Emerging growth company ☐
If an emerging growth company, indicate by check mark if the registrant has elected not to use the extended transition period for complying with any new or revised financial accounting standards provided pursuant to Section 13(a) of the Exchange Act. ☐
Item 1.01. | Entry into a Material Definitive Agreement. |
On February 28, 2025 (the “Effective Date”), BioSig Technologies, Inc.. (the “Company”) entered into a Equity Subscription Agreement (the “Subscription Agreement”) with Lind Global Fund III, LP (the “Investor”).
Pursuant to the Subscription Agreement, the Company has the right, but not the obligation, to sell to the Investor from time to time (each such occurrence, an “Advance”) up to $5.0 million (the “Commitment Amount”) of the Company’s common stock, $0.001 par value per share (“Common Stock”), during the 36 months following the execution of the Subscription Agreement, subject to (a) an overall cap of 10,000,000 shares and (b) the restrictions and satisfaction of the conditions set forth in the Subscription Agreement. The Company is under no obligation to sell any of its Common Stock to the Investor under the Subscription Agreement. At the Company’s option, the shares of Common Stock would be purchased by the Investor from time to time at a price (the “Market Price”) equal to 95% of the lowest of the daily VWAPs (as hereinafter defined) during a five (or such other period as the Company and the Investor may agree) consecutive trading day period commencing on the date that the Company delivers a notice to the Investor (an “Advance Notice”) that the Company is requiring the Investor to purchase a specified number of shares of Common Stock (the “Advance Shares”). The Company may also specify a minimum acceptable price per share in each Advance. “VWAP” means, for any trading day, the daily volume weighted average price of the Company’s Common Stock for such trading day on the Nasdaq Stock Market as reported by Bloomberg L.P. The maximum number of shares of Common Stock that the Company may require the Investor to purchase in any Advance is an number equal to 66.667% of the average daily volume of the Common Stock on the Nasdaq Stock Market during the five consecutive trading days immediately preceding the date of the Advance Notice; provided that notwithstanding the foregoing limitation, in any period of 30 consecutive days, the total number of Advance Shares that the Company may sell to the Investor may be up to 0.5% of the quotient of the number of shares of Common Stock outstanding on the date of the Advance divided by the Market Price determined for such Advance.
The Company will control the timing and amount of any sales of Common Stock to the Investor. Actual sales of Common Stock to the Investor under the Subscription Agreement will depend on a variety of factors to be determined by the Company and its management from time to time, which may include, among other things, market conditions, the trading price of the Common Stock and determinations by the Company and its management as to the appropriate sources of funding for the Company’s business and operations. There can be no assurance that the Company will sell any shares of Common Stock or receive any proceeds therefrom under the Subscription Agreement.

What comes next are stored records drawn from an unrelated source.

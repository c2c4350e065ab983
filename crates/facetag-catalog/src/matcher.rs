//! Tag-based content selection.

use facetag_models::{ActiveTagSet, ContentEntry};
use rand::seq::IndexedRandom;
use rand::Rng;

use crate::catalog::ContentCatalog;

/// Which rule produced a candidate list.
#[derive(Debug, Clone, Copy, PartialEq, Eq)]
pub enum MatchKind {
    /// Entries whose required tags are all active
    Exact,
    /// Nothing matched; entries tagged `neutral`
    NeutralFallback,
    /// Nothing matched and no neutral entries; the whole catalog
    AnyFallback,
}

impl MatchKind {
    pub fn as_str(&self) -> &'static str {
        match self {
            MatchKind::Exact => "exact",
            MatchKind::NeutralFallback => "neutral_fallback",
            MatchKind::AnyFallback => "any_fallback",
        }
    }
}

/// Candidate entries for a tag set.
#[derive(Debug, Clone)]
pub struct Candidates<'a> {
    pub kind: MatchKind,
    pub entries: Vec<&'a ContentEntry>,
}

/// A picked entry and the rule that made it a candidate.
#[derive(Debug, Clone, Copy)]
pub struct Selection<'a> {
    pub kind: MatchKind,
    pub entry: &'a ContentEntry,
}

/// Picks catalog content for the active tags.
#[derive(Debug, Clone)]
pub struct ContentMatcher {
    catalog: ContentCatalog,
}

impl ContentMatcher {
    pub fn new(catalog: ContentCatalog) -> Self {
        Self { catalog }
    }

    pub fn catalog(&self) -> &ContentCatalog {
        &self.catalog
    }

    /// Resolve candidates: exact matches, else neutral entries, else all.
    ///
    /// Empty only when the catalog is empty.
    pub fn candidates(&self, active: &ActiveTagSet) -> Candidates<'_> {
        let entries = self.catalog.entries();

        let exact: Vec<&ContentEntry> = entries.iter().filter(|e| e.matches(active)).collect();
        if !exact.is_empty() {
            return Candidates {
                kind: MatchKind::Exact,
                entries: exact,
            };
        }

        let neutral: Vec<&ContentEntry> = entries.iter().filter(|e| e.is_neutral()).collect();
        if !neutral.is_empty() {
            return Candidates {
                kind: MatchKind::NeutralFallback,
                entries: neutral,
            };
        }

        Candidates {
            kind: MatchKind::AnyFallback,
            entries: entries.iter().collect(),
        }
    }

    /// Uniform pick among the candidates, reporting which rule matched.
    pub fn select_with<R: Rng + ?Sized>(
        &self,
        active: &ActiveTagSet,
        rng: &mut R,
    ) -> Option<Selection<'_>> {
        let candidates = self.candidates(active);
        let entry = candidates.entries.choose(rng).copied()?;
        Some(Selection {
            kind: candidates.kind,
            entry,
        })
    }

    /// Uniform pick among the candidates using `rng`.
    pub fn pick_with<R: Rng + ?Sized>(
        &self,
        active: &ActiveTagSet,
        rng: &mut R,
    ) -> Option<&ContentEntry> {
        self.select_with(active, rng).map(|s| s.entry)
    }

    /// Uniform pick using the thread-local generator.
    pub fn pick(&self, active: &ActiveTagSet) -> Option<&ContentEntry> {
        let mut rng = rand::rng();
        self.pick_with(active, &mut rng)
    }
}
//! Temporal stabilization of per-frame tags.
//!
//! Two mechanisms run once per frame:
//! - an eyes-closed hold, so blinks shorter than the hold never assert
//!   `eyes_closed`;
//! - a tag-set debounce, so the stable set only moves after a candidate set
//!   has persisted for the debounce window.
//!
//! Time comes from frame timestamps; nothing here reads a clock.

use std::time::Duration;

use facetag_models::{ActiveTagSet, EyeState};
use tracing::debug;

/// Timing knobs for the stabilizer.
#[derive(Debug, Clone, Copy, PartialEq, Eq)]
pub struct StabilizerConfig {
    /// Raw eyes-closed must persist this long before `eyes_closed` is asserted
    pub eyes_closed_hold: Duration,

    /// A new tag set must persist this long before it becomes stable
    pub tag_debounce: Duration,
}

impl Default for StabilizerConfig {
    fn default() -> Self {
        Self {
            eyes_closed_hold: Duration::from_millis(200),
            tag_debounce: Duration::ZERO,
        }
    }
}

impl StabilizerConfig {
    /// Load from `FACETAG_EYES_CLOSED_HOLD_MS` and `FACETAG_TAG_DEBOUNCE_MS`.
    pub fn from_env() -> Self {
        let defaults = Self::default();
        Self {
            eyes_closed_hold: env_millis("FACETAG_EYES_CLOSED_HOLD_MS")
                .unwrap_or(defaults.eyes_closed_hold),
            tag_debounce: env_millis("FACETAG_TAG_DEBOUNCE_MS").unwrap_or(defaults.tag_debounce),
        }
    }
}

fn env_millis(key: &str) -> Option<Duration> {
    std::env::var(key)
        .ok()
        .and_then(|s| s.parse().ok())
        .map(Duration::from_millis)
}

/// Stabilizer memory carried from one frame to the next.
#[derive(Debug, Clone, PartialEq, Eq)]
pub struct StabilizerState {
    pub stable_tags: ActiveTagSet,
    pub candidate_tags: ActiveTagSet,
    pub candidate_since: Duration,
    /// Timestamp of the first frame in the current raw-closed run
    pub eyes_closed_since: Option<Duration>,
}

impl Default for StabilizerState {
    fn default() -> Self {
        Self::new()
    }
}

impl StabilizerState {
    /// Fresh state: stable and candidate sets are `{neutral}`.
    pub fn new() -> Self {
        Self {
            stable_tags: ActiveTagSet::neutral(),
            candidate_tags: ActiveTagSet::neutral(),
            candidate_since: Duration::ZERO,
            eyes_closed_since: None,
        }
    }

    /// Feed the raw eye state; returns whether `eyes_closed` is held.
    pub fn observe_eyes(&mut self, eyes: EyeState, now: Duration, config: &StabilizerConfig) -> bool {
        match eyes {
            EyeState::Open => {
                self.eyes_closed_since = None;
                false
            }
            EyeState::Closed => {
                let since = *self.eyes_closed_since.get_or_insert(now);
                now.saturating_sub(since) >= config.eyes_closed_hold
            }
        }
    }

    /// Feed this frame's tag set; returns true when the stable set changed.
    pub fn observe_tags(
        &mut self,
        tags: &ActiveTagSet,
        now: Duration,
        config: &StabilizerConfig,
    ) -> bool {
        if *tags != self.candidate_tags {
            self.candidate_tags = tags.clone();
            self.candidate_since = now;
        }

        let settled = now.saturating_sub(self.candidate_since) >= config.tag_debounce;
        if self.candidate_tags != self.stable_tags && settled {
            debug!(
                from = %self.stable_tags,
                to = %self.candidate_tags,
                "Stable tag set changed"
            );
            self.stable_tags = self.candidate_tags.clone();
            return true;
        }
        false
    }
}
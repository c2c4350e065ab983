//! Recorded landmark sessions.
//!
//! A recording is JSON lines, one frame per line:
//!
//! ```text
//! {"t_ms": 0, "face": [[0.5, 0.5], ...], "hands": [[[0.4, 0.9], ...]]}
//! {"t_ms": 33, "face": null, "hands": []}
//! ```
//!
//! Landmark sets are validated while parsing, so a short hand or a NaN
//! coordinate fails the load with the offending line number.

use std::path::Path;
use std::sync::Arc;
use std::time::Duration;

use async_trait::async_trait;
use facetag_models::{FaceLandmarks, HandLandmarks};
use facetag_vision::{CapturedFrame, FrameDriver, PoseSource, VisionError, VisionResult};
use serde::{Deserialize, Serialize};
use tokio::time::Instant;
use tracing::debug;

use crate::error::{RunnerError, RunnerResult};

/// One line of a recording.
#[derive(Debug, Clone, Serialize, Deserialize)]
pub struct RecordedFrame {
    /// Milliseconds since session start
    pub t_ms: u64,
    #[serde(default)]
    pub face: Option<FaceLandmarks>,
    #[serde(default)]
    pub hands: Vec<HandLandmarks>,
}

impl RecordedFrame {
    pub fn timestamp(&self) -> Duration {
        Duration::from_millis(self.t_ms)
    }
}

/// A fully loaded recording.
#[derive(Debug, Clone, Default)]
pub struct RecordedSession {
    frames: Vec<RecordedFrame>,
}

impl RecordedSession {
    pub fn new(frames: Vec<RecordedFrame>) -> Self {
        Self { frames }
    }

    /// Parse JSON lines. Blank lines are ignored; line numbers are 1-based.
    pub fn parse(text: &str) -> RunnerResult<Self> {
        let mut frames = Vec::new();
        for (idx, line) in text.lines().enumerate() {
            let line = line.trim();
            if line.is_empty() {
                continue;
            }
            let frame = serde_json::from_str(line).map_err(|source| RunnerError::RecordingParse {
                line: idx + 1,
                source,
            })?;
            frames.push(frame);
        }
        Ok(Self { frames })
    }

    pub async fn load(path: &Path) -> RunnerResult<Self> {
        let text = tokio::fs::read_to_string(path).await?;
        let session = Self::parse(&text)?;
        debug!(
            path = %path.display(),
            frames = session.frames.len(),
            "Loaded recording"
        );
        Ok(session)
    }

    /// Serialize back to JSON lines.
    pub fn to_jsonl(&self) -> RunnerResult<String> {
        let mut out = String::new();
        for frame in &self.frames {
            let line = serde_json::to_string(frame)
                .map_err(|e| RunnerError::config_error(format!("unserializable frame: {e}")))?;
            out.push_str(&line);
            out.push('\n');
        }
        Ok(out)
    }

    pub async fn save(&self, path: &Path) -> RunnerResult<()> {
        tokio::fs::write(path, self.to_jsonl()?).await?;
        Ok(())
    }

    pub fn frames(&self) -> &[RecordedFrame] {
        &self.frames
    }

    pub fn len(&self) -> usize {
        self.frames.len()
    }

    pub fn is_empty(&self) -> bool {
        self.frames.is_empty()
    }

    /// Split into a frame driver and a pose source over the same frames.
    pub fn into_replay(self, realtime: bool) -> (ReplayDriver, ReplayPoses) {
        let frames = Arc::new(self.frames);
        (
            ReplayDriver {
                frames: Arc::clone(&frames),
                cursor: 0,
                realtime,
                started: None,
                last: Duration::ZERO,
            },
            ReplayPoses { frames },
        )
    }
}

/// Delivers recorded frames in order, optionally paced by their timestamps.
///
/// Timestamps must not decrease; the stabilizer measures holds from them.
#[derive(Debug)]
pub struct ReplayDriver {
    frames: Arc<Vec<RecordedFrame>>,
    cursor: usize,
    realtime: bool,
    started: Option<Instant>,
    last: Duration,
}

#[async_trait]
impl FrameDriver for ReplayDriver {
    async fn next_frame(&mut self) -> VisionResult<Option<CapturedFrame>> {
        let Some(frame) = self.frames.get(self.cursor) else {
            return Ok(None);
        };
        let captured = CapturedFrame {
            index: self.cursor as u64,
            timestamp: frame.timestamp(),
        };
        if captured.timestamp < self.last {
            return Err(VisionError::frame_source_failed(format!(
                "frame {} at {}ms precedes previous frame at {}ms",
                captured.index,
                frame.t_ms,
                self.last.as_millis()
            )));
        }
        self.last = captured.timestamp;
        self.cursor += 1;

        if self.realtime {
            let started = *self.started.get_or_insert_with(Instant::now);
            tokio::time::sleep_until(started + captured.timestamp).await;
        }
        Ok(Some(captured))
    }

    fn name(&self) -> &'static str {
        "replay"
    }
}

/// Serves recorded landmarks for frames delivered by [`ReplayDriver`].
#[derive(Debug, Clone)]
pub struct ReplayPoses {
    frames: Arc<Vec<RecordedFrame>>,
}

impl ReplayPoses {
    fn frame(&self, frame: &CapturedFrame) -> VisionResult<&RecordedFrame> {
        usize::try_from(frame.index)
            .ok()
            .and_then(|i| self.frames.get(i))
            .ok_or_else(|| {
                VisionError::pose_source_failed(format!("no recorded frame {}", frame.index))
            })
    }
}

#[async_trait]
impl PoseSource for ReplayPoses {
    async fn face_landmarks(&self, frame: &CapturedFrame) -> VisionResult<Option<FaceLandmarks>> {
        Ok(self.frame(frame)?.face.clone())
    }

    async fn hand_landmarks(&self, frame: &CapturedFrame) -> VisionResult<Vec<HandLandmarks>> {
        Ok(self.frame(frame)?.hands.clone())
    }

    fn name(&self) -> &'static str {
        "replay"
    }
}

#[cfg(test)]
mod tests {
    use super::*;
    use facetag_models::Point2D;
    use facetag_vision::synthetic::{hand, FaceBuilder, HandShape};

    fn sample() -> RecordedSession {
        RecordedSession::new(vec![
            RecordedFrame {
                t_ms: 0,
                face: Some(FaceBuilder::new().build().unwrap()),
                hands: vec![hand(HandShape::Fist, Point2D::new(0.3, 0.9)).unwrap()],
            },
            RecordedFrame {
                t_ms: 33,
                face: None,
                hands: vec![],
            },
        ])
    }

    #[test]
    fn test_jsonl_round_trip() {
        let text = sample().to_jsonl().unwrap();
        assert_eq!(text.lines().count(), 2);
        assert!(text.lines().nth(1).unwrap().contains(r#""face":null"#));

        let parsed = RecordedSession::parse(&text).unwrap();
        assert_eq!(parsed.len(), 2);
        assert!(parsed.frames()[0].face.is_some());
        assert_eq!(parsed.frames()[0].hands.len(), 1);
        assert_eq!(parsed.frames()[1].timestamp(), Duration::from_millis(33));
    }

    #[test]
    fn test_parse_skips_blank_lines_and_defaults() {
        let parsed = RecordedSession::parse("\n{\"t_ms\": 5}\n\n").unwrap();
        assert_eq!(parsed.len(), 1);
        assert!(parsed.frames()[0].face.is_none());
        assert!(parsed.frames()[0].hands.is_empty());
    }

    #[test]
    fn test_parse_reports_line() {
        let bad_hand = format!(
            "{{\"t_ms\": 0}}\n{{\"t_ms\": 33, \"hands\": [{}]}}",
            serde_json::to_string(&vec![[0.1, 0.1]; 20]).unwrap()
        );
        match RecordedSession::parse(&bad_hand) {
            Err(RunnerError::RecordingParse { line, .. }) => assert_eq!(line, 2),
            other => panic!("expected parse error, got {other:?}"),
        }
    }

    #[tokio::test]
    async fn test_replay_drives_frames() {
        let (mut driver, poses) = sample().into_replay(false);

        let first = driver.next_frame().await.unwrap().unwrap();
        assert_eq!(first.index, 0);
        assert!(poses.face_landmarks(&first).await.unwrap().is_some());
        assert_eq!(poses.hand_landmarks(&first).await.unwrap().len(), 1);

        let second = driver.next_frame().await.unwrap().unwrap();
        assert_eq!(second.timestamp, Duration::from_millis(33));
        assert!(poses.face_landmarks(&second).await.unwrap().is_none());

        assert!(driver.next_frame().await.unwrap().is_none());
    }

    #[tokio::test]
    async fn test_backwards_timestamp_fails_driver() {
        let mut frames = sample().frames().to_vec();
        frames.push(RecordedFrame {
            t_ms: 10,
            face: None,
            hands: vec![],
        });
        let (mut driver, _) = RecordedSession::new(frames).into_replay(false);
        driver.next_frame().await.unwrap();
        driver.next_frame().await.unwrap();

        let err = driver.next_frame().await.unwrap_err();
        assert!(matches!(err, VisionError::FrameSourceFailed(_)));
        assert!(err.to_string().contains("frame 2 at 10ms"));
    }

    #[tokio::test]
    async fn test_unknown_frame_is_pose_error() {
        let (_, poses) = sample().into_replay(false);
        let frame = CapturedFrame {
            index: 99,
            timestamp: Duration::ZERO,
        };
        assert!(poses.face_landmarks(&frame).await.is_err());
    }

    #[tokio::test(start_paused = true)]
    async fn test_realtime_pacing() {
        let (mut driver, _) = sample().into_replay(true);
        let start = Instant::now();
        driver.next_frame().await.unwrap();
        driver.next_frame().await.unwrap();
        assert!(start.elapsed() >= Duration::from_millis(33));
    }

    #[tokio::test]
    async fn test_save_and_load() {
        let dir = tempfile::tempdir().unwrap();
        let path = dir.path().join("session.jsonl");
        sample().save(&path).await.unwrap();
        let loaded = RecordedSession::load(&path).await.unwrap();
        assert_eq!(loaded.len(), 2);
    }
}
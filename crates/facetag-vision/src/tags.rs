//! Folding face and hand states into an active tag set.

use facetag_models::{
    ActiveTagSet, ArmsState, EyeState, FaceState, Gesture, HandGestureResult, HeadState,
    MouthState, Tag,
};

fn mouth_tag(mouth: MouthState) -> Tag {
    match mouth {
        MouthState::Open => Tag::MouthOpen,
        MouthState::Closed => Tag::MouthClosed,
    }
}

fn head_tag(head: HeadState) -> Tag {
    match head {
        HeadState::Up => Tag::HeadUp,
        HeadState::Down => Tag::HeadDown,
        HeadState::Neutral => Tag::HeadNeutral,
    }
}

fn arms_tag(arms: ArmsState) -> Tag {
    match arms {
        ArmsState::None => Tag::ArmsNone,
        ArmsState::One => Tag::ArmsUpOne,
        ArmsState::Both => Tag::ArmsUpTwo,
    }
}

pub fn gesture_tag(gesture: Gesture) -> Tag {
    match gesture {
        Gesture::None => Tag::HandNone,
        Gesture::ChinRest => Tag::HandChin,
        Gesture::MiddleFinger => Tag::HandMiddleFinger,
        Gesture::DoubleThumbs => Tag::HandDoubleThumbs,
        Gesture::ThumbsUp => Tag::HandThumbsUp,
        Gesture::IndexFinger => Tag::HandIndexFinger,
        Gesture::Punch => Tag::HandPunch,
    }
}

/// Build the tag set for one frame.
///
/// `eyes_closed_held` is the stabilizer's verdict; the raw eye state only
/// decides `neutral`. So a blink shorter than the hold reports `eyes_open`
/// but suppresses `neutral` for its duration.
pub fn aggregate_tags(
    face: &FaceState,
    hands: &HandGestureResult,
    eyes_closed_held: bool,
) -> ActiveTagSet {
    let mut tags = ActiveTagSet::new();

    tags.insert(mouth_tag(face.mouth));
    tags.insert(if eyes_closed_held {
        Tag::EyesClosed
    } else {
        Tag::EyesOpen
    });
    tags.insert(head_tag(face.head));
    tags.insert(arms_tag(hands.arms));
    tags.insert(gesture_tag(hands.gesture));

    if hands.hand_near_mouth {
        tags.insert(Tag::HandNearMouth);
    }
    if hands.hands_clasped {
        tags.insert(Tag::HandsClasped);
    }
    if hands.hands_clasped_index {
        tags.insert(Tag::HandsClaspedIndex);
    }

    let neutral = face.mouth == MouthState::Closed
        && face.eyes == EyeState::Open
        && face.head == HeadState::Neutral
        && hands.arms == ArmsState::None
        && hands.gesture == Gesture::None;
    if neutral {
        tags.insert(Tag::Neutral);
    }

    tags
}

#[cfg(test)]
mod tests {
    use super::*;

    fn face(mouth: MouthState, eyes: EyeState, head: HeadState) -> FaceState {
        FaceState { mouth, eyes, head }
    }

    #[test]
    fn test_open_mouth_no_hands() {
        let tags = aggregate_tags(
            &face(MouthState::Open, EyeState::Open, HeadState::Neutral),
            &HandGestureResult::default(),
            false,
        );
        let expected: ActiveTagSet = [
            Tag::MouthOpen,
            Tag::EyesOpen,
            Tag::HeadNeutral,
            Tag::ArmsNone,
            Tag::HandNone,
        ]
        .into_iter()
        .collect();
        assert_eq!(tags, expected);
    }

    #[test]
    fn test_resting_face_is_neutral() {
        let tags = aggregate_tags(
            &face(MouthState::Closed, EyeState::Open, HeadState::Neutral),
            &HandGestureResult::default(),
            false,
        );
        assert!(tags.contains(Tag::Neutral));
        assert_eq!(tags.len(), 6);
    }

    #[test]
    fn test_raw_closed_eyes_suppress_neutral() {
        let tags = aggregate_tags(
            &face(MouthState::Closed, EyeState::Closed, HeadState::Neutral),
            &HandGestureResult::default(),
            false,
        );
        assert!(tags.contains(Tag::EyesOpen));
        assert!(!tags.contains(Tag::Neutral));
    }

    #[test]
    fn test_held_eyes_closed() {
        let tags = aggregate_tags(
            &face(MouthState::Closed, EyeState::Closed, HeadState::Up),
            &HandGestureResult::default(),
            true,
        );
        assert!(tags.contains(Tag::EyesClosed));
        assert!(!tags.contains(Tag::EyesOpen));
        assert!(tags.contains(Tag::HeadUp));
    }

    #[test]
    fn test_hand_flags() {
        let hands = HandGestureResult {
            gesture: Gesture::DoubleThumbs,
            arms: ArmsState::Both,
            hand_near_mouth: true,
            hands_clasped: true,
            hands_clasped_index: true,
        };
        let tags = aggregate_tags(
            &face(MouthState::Closed, EyeState::Open, HeadState::Neutral),
            &hands,
            false,
        );
        for tag in [
            Tag::HandDoubleThumbs,
            Tag::ArmsUpTwo,
            Tag::HandNearMouth,
            Tag::HandsClasped,
            Tag::HandsClaspedIndex,
        ] {
            assert!(tags.contains(tag), "{tag}");
        }
        assert!(!tags.contains(Tag::Neutral));
    }

    #[test]
    fn test_exactly_one_per_group() {
        let groups: [&[Tag]; 5] = [
            &[Tag::MouthOpen, Tag::MouthClosed],
            &[Tag::EyesOpen, Tag::EyesClosed],
            &[Tag::HeadUp, Tag::HeadDown, Tag::HeadNeutral],
            &[Tag::ArmsNone, Tag::ArmsUpOne, Tag::ArmsUpTwo],
            &[
                Tag::HandNone,
                Tag::HandChin,
                Tag::HandMiddleFinger,
                Tag::HandDoubleThumbs,
                Tag::HandThumbsUp,
                Tag::HandIndexFinger,
                Tag::HandPunch,
            ],
        ];
        let tags = aggregate_tags(
            &face(MouthState::Open, EyeState::Closed, HeadState::Down),
            &HandGestureResult {
                gesture: Gesture::Punch,
                arms: ArmsState::One,
                ..Default::default()
            },
            true,
        );
        for group in groups {
            assert_eq!(group.iter().filter(|t| tags.contains(**t)).count(), 1);
        }
    }
}
//! Capability traits for frame delivery and pose inference.
//!
//! These keep the classification core independent of any camera or model
//! backend. A recorded session, a live camera bridge, or a test fixture can
//! implement them.

use std::time::Duration;

use async_trait::async_trait;
use facetag_models::{FaceLandmarks, HandLandmarks};

use crate::error::VisionResult;
use crate::pipeline::FrameSnapshot;

/// Handle for one delivered frame.
#[derive(Debug, Clone, Copy, PartialEq, Eq)]
pub struct CapturedFrame {
    /// Zero-based position in the stream
    pub index: u64,
    /// Monotonic time since session start
    pub timestamp: Duration,
}

/// Delivers frames one at a time.
#[async_trait]
pub trait FrameDriver: Send {
    /// Next frame, or `None` at end of stream.
    async fn next_frame(&mut self) -> VisionResult<Option<CapturedFrame>>;

    /// Driver name for logging.
    fn name(&self) -> &'static str;
}

/// Produces landmarks for a delivered frame.
#[async_trait]
pub trait PoseSource: Send + Sync {
    /// Zero or one face.
    async fn face_landmarks(&self, frame: &CapturedFrame) -> VisionResult<Option<FaceLandmarks>>;

    /// Zero or more hands, in detection order.
    async fn hand_landmarks(&self, frame: &CapturedFrame) -> VisionResult<Vec<HandLandmarks>>;

    /// Source name for logging.
    fn name(&self) -> &'static str;
}

/// Run face inference, then hand inference, for one frame.
pub async fn capture_snapshot<P>(source: &P, frame: &CapturedFrame) -> VisionResult<FrameSnapshot>
where
    P: PoseSource + ?Sized,
{
    let face = source.face_landmarks(frame).await?;
    let hands = source.hand_landmarks(frame).await?;
    Ok(FrameSnapshot::new(frame.timestamp, face, hands))
}

#[cfg(test)]
mod tests {
    use super::*;
    use crate::error::VisionError;
    use crate::synthetic::{hand, FaceBuilder, HandShape};
    use facetag_models::Point2D;
    use std::sync::Mutex;

    struct ScriptedSource {
        calls: Mutex<Vec<&'static str>>,
        fail_hands: bool,
    }

    #[async_trait]
    impl PoseSource for ScriptedSource {
        async fn face_landmarks(&self, _frame: &CapturedFrame) -> VisionResult<Option<FaceLandmarks>> {
            self.calls.lock().unwrap().push("face");
            Ok(Some(FaceBuilder::new().build()?))
        }

        async fn hand_landmarks(&self, _frame: &CapturedFrame) -> VisionResult<Vec<HandLandmarks>> {
            self.calls.lock().unwrap().push("hands");
            if self.fail_hands {
                return Err(VisionError::pose_source_failed("hand model unavailable"));
            }
            Ok(vec![hand(HandShape::Fist, Point2D::new(0.3, 0.9))?])
        }

        fn name(&self) -> &'static str {
            "scripted"
        }
    }

    fn frame() -> CapturedFrame {
        CapturedFrame {
            index: 3,
            timestamp: Duration::from_millis(99),
        }
    }

    #[tokio::test]
    async fn test_face_before_hands() {
        let source = ScriptedSource {
            calls: Mutex::new(Vec::new()),
            fail_hands: false,
        };
        let snapshot = capture_snapshot(&source, &frame()).await.unwrap();
        assert_eq!(*source.calls.lock().unwrap(), vec!["face", "hands"]);
        assert_eq!(snapshot.timestamp, Duration::from_millis(99));
        assert!(snapshot.face.is_some());
        assert_eq!(snapshot.hands.len(), 1);
    }

    #[tokio::test]
    async fn test_source_error_propagates() {
        let source = ScriptedSource {
            calls: Mutex::new(Vec::new()),
            fail_hands: true,
        };
        let err = capture_snapshot(&source, &frame()).await.unwrap_err();
        assert!(matches!(err, VisionError::PoseSourceFailed(_)));
    }
}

As consideration for the Investor’s irrevocable commitment (subject to the conditions set forth in the Subscription Agreement) to purchase the Company’s Common Stock up to the Commitment Amount, the Company agreed to issue 108,542 shares of Common Stock (the “Commitment Shares”) to the Investor. The Company had previously advanced to the Investor $10,000 to cover certain expenses related to the Subscription Agreement.
Under the applicable rules of The Nasdaq Stock Market LLC (the “Nasdaq Rules”) and pursuant to the Subscription Agreement, in no event may the Company issue or sell to the Investor shares of Common Stock in excess of 4,605,765 shares (the “Exchange Cap”), which is 19.99% of the shares of Common Stock outstanding immediately prior to the execution of the Subscription Agreement, unless (i) the Company obtains stockholder approval to issue shares of Common Stock in excess of the Exchange Cap, (ii) the average price of all applicable sales of Common Stock under the Subscription Agreement equals or exceeds $0.88 per share (which represents the lower of (i) the Nasdaq Official Closing Price (as reflected on Nasdaq.com) on the trading day immediately preceding the Effective Date or (ii) the average Nasdaq Official Closing Price of the Common Stock (as reflected on Nasdaq.com) for the five trading days immediately preceding the Effective Date), or (c) as to any Advance, the issuance of the shares in respect of such Advance would be excluded from the Exchange Cap under the rules of the Nasdaq Stock Market (or interpretive guidance provided by the Nasdaq Stock Market with respect thereto) in effect as of the date of determination. The Company may, but is not obligated to, seek approval from its stockholders to issue shares of Common Stock in excess of the Exchange Cap.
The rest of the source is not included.